The works of Tunde Kelani (Thunderbolt) and Jimi Odumosu (The Mourning After) in character presentations (particularly female) thankfully stand as beacons to the generality of our Directors who (mostly from a naturalist orientation) find triumph for womanhood, -whenever it confronts them, only in materialist senses.

As for the talents that interpret characters' points of view, -and we refer only to women here, for what would it benefit a desperate male actor to get distracted with the social concerns of evidently more desperate female colleagues.

The positioning of female-actors vis-à-vis the portrayal of women in movies only presents a paradox in their culpability, which is far beyond the other players. They (contemporary female actors particularly), quite simply carry on as if they are completely unaware, (maybe they even are) of the impact of film as a phenomenon, on womanhood.

They are largely to blame for their own unwitting compartmentalization. Mostly encaged in the 'more glamorous' acting sector, they have no options when suddenly they find out they cannot refuse to do parts that are demeaning, and things go gradually till the only roles we see them do is the antisocial.
Of course, there is the damoclean check in the big question of the proficiency, or talent even, of the majority of them, which is actually a prerequisite to empower them and sustain advocacies on any platform.

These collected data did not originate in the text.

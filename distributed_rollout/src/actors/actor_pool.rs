//! Pool of rollout actors for an in-process peer group.
//!
//! Spawns one [`RolloutActor`] per [`PeerEndpoint`] and aggregates their stats.

use super::actor::{ActorConfig, ActorHandle, RolloutActor, RolloutOutcome};
use crate::messages::{ActorStats, PeerId, RolloutInstruction};
use crate::transport::PeerEndpoint;

/// Actors serving one peer group.
pub struct ActorPool {
    handles: Vec<ActorHandle>,
}

impl ActorPool {
    /// Spawn an actor for every endpoint.
    ///
    /// `make_rollout_fn` builds each actor's rollout function from its peer id.
    /// If a spawn fails, the actors already started keep running until their
    /// endpoints receive `Exit` or the coordinator side is dropped.
    pub fn spawn<M, E, F, G>(
        config: ActorConfig,
        endpoints: Vec<PeerEndpoint<M, E>>,
        mut make_rollout_fn: G,
    ) -> std::io::Result<Self>
    where
        M: Send + 'static,
        E: Send + 'static,
        F: FnMut(&RolloutInstruction<M>) -> RolloutOutcome<E> + Send + 'static,
        G: FnMut(&PeerId) -> F,
    {
        let mut handles = Vec::with_capacity(endpoints.len());
        for endpoint in endpoints {
            let rollout_fn = make_rollout_fn(endpoint.id());
            handles.push(RolloutActor::new(config.clone()).spawn(endpoint, rollout_fn)?);
        }
        log::info!("Spawned {} rollout actors", handles.len());
        Ok(Self { handles })
    }

    /// Get number of actors.
    pub fn len(&self) -> usize {
        self.handles.len()
    }

    /// Check if pool is empty.
    pub fn is_empty(&self) -> bool {
        self.handles.is_empty()
    }

    /// Peers served by the pool.
    pub fn peers(&self) -> impl Iterator<Item = &PeerId> {
        self.handles.iter().map(|h| &h.peer)
    }

    /// Drain every queued stats report (non-blocking).
    pub fn collect_stats(&self) -> Vec<ActorStats> {
        let mut all_stats = Vec::new();
        for handle in &self.handles {
            while let Some(stats) = handle.get_stats() {
                all_stats.push(stats);
            }
        }
        all_stats
    }

    /// Get number of finished actors.
    pub fn finished_count(&self) -> usize {
        self.handles.iter().filter(|h| h.is_finished()).count()
    }

    /// Join all actor threads, returning each actor's last stats report.
    ///
    /// Threads only finish once told to exit or disconnected, so send `Exit`
    /// (or drop the transport) first.
    pub fn join_all(self) -> Vec<std::thread::Result<Option<ActorStats>>> {
        self.handles.into_iter().map(ActorHandle::join).collect()
    }
}

/// Combine per-actor stats into pool totals.
///
/// The average reward is weighted by each actor's valid episodes.
pub fn aggregate_stats(stats: &[ActorStats]) -> ActorStats {
    let mut total = ActorStats::new(PeerId::new("pool"));
    let mut reward_sum = 0.0;

    for s in stats {
        total.rollouts = total.rollouts.saturating_add(s.rollouts);
        total.steps = total.steps.saturating_add(s.steps);
        total.experiences = total.experiences.saturating_add(s.experiences);
        total.episodes = total.episodes.saturating_add(s.episodes);
        total.valid_episodes = total.valid_episodes.saturating_add(s.valid_episodes);
        total.filtered_episodes = total.filtered_episodes.saturating_add(s.filtered_episodes);
        reward_sum += s.avg_episode_reward * s.valid_episodes as f64;
    }

    if total.valid_episodes > 0 {
        total.avg_episode_reward = reward_sum / total.valid_episodes as f64;
    }
    total.recent_episode_reward = stats.last().map_or(0.0, |s| s.recent_episode_reward);
    total
}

At this phase of the industry, general audiences of course have absolutely no influence on movie exhibition materials. This has factors in the release methods of distributors and the prevalent economic situation that leaves no room for any idealistic tendencies on viewers' part; poor folks, so long as there is money there, those queens (in movies and music videos) can do no wrong.

Most tragic, there are however audiences in individuals and groups who, though are already on the front in social advocacies, seem to have a rather-you-than-me attitude to many instances of debasements to womanhood. Let us assure them that in the rapidly developing Nigerian film medium, they have a formidable mechanism capable of churning out, daily, processed antithetical messages.
No hope is lost however, if we all take a pointer in the suggestion that, we should realize that the industry is still very much in its infancy and there is room for many standpoints.
This developmental phase of the Nigerian film industry is the time when women, for instance, can take positions and concessions granted them without the fear of upsetting any complex bureaucracy rather than continually upstaging their own selves.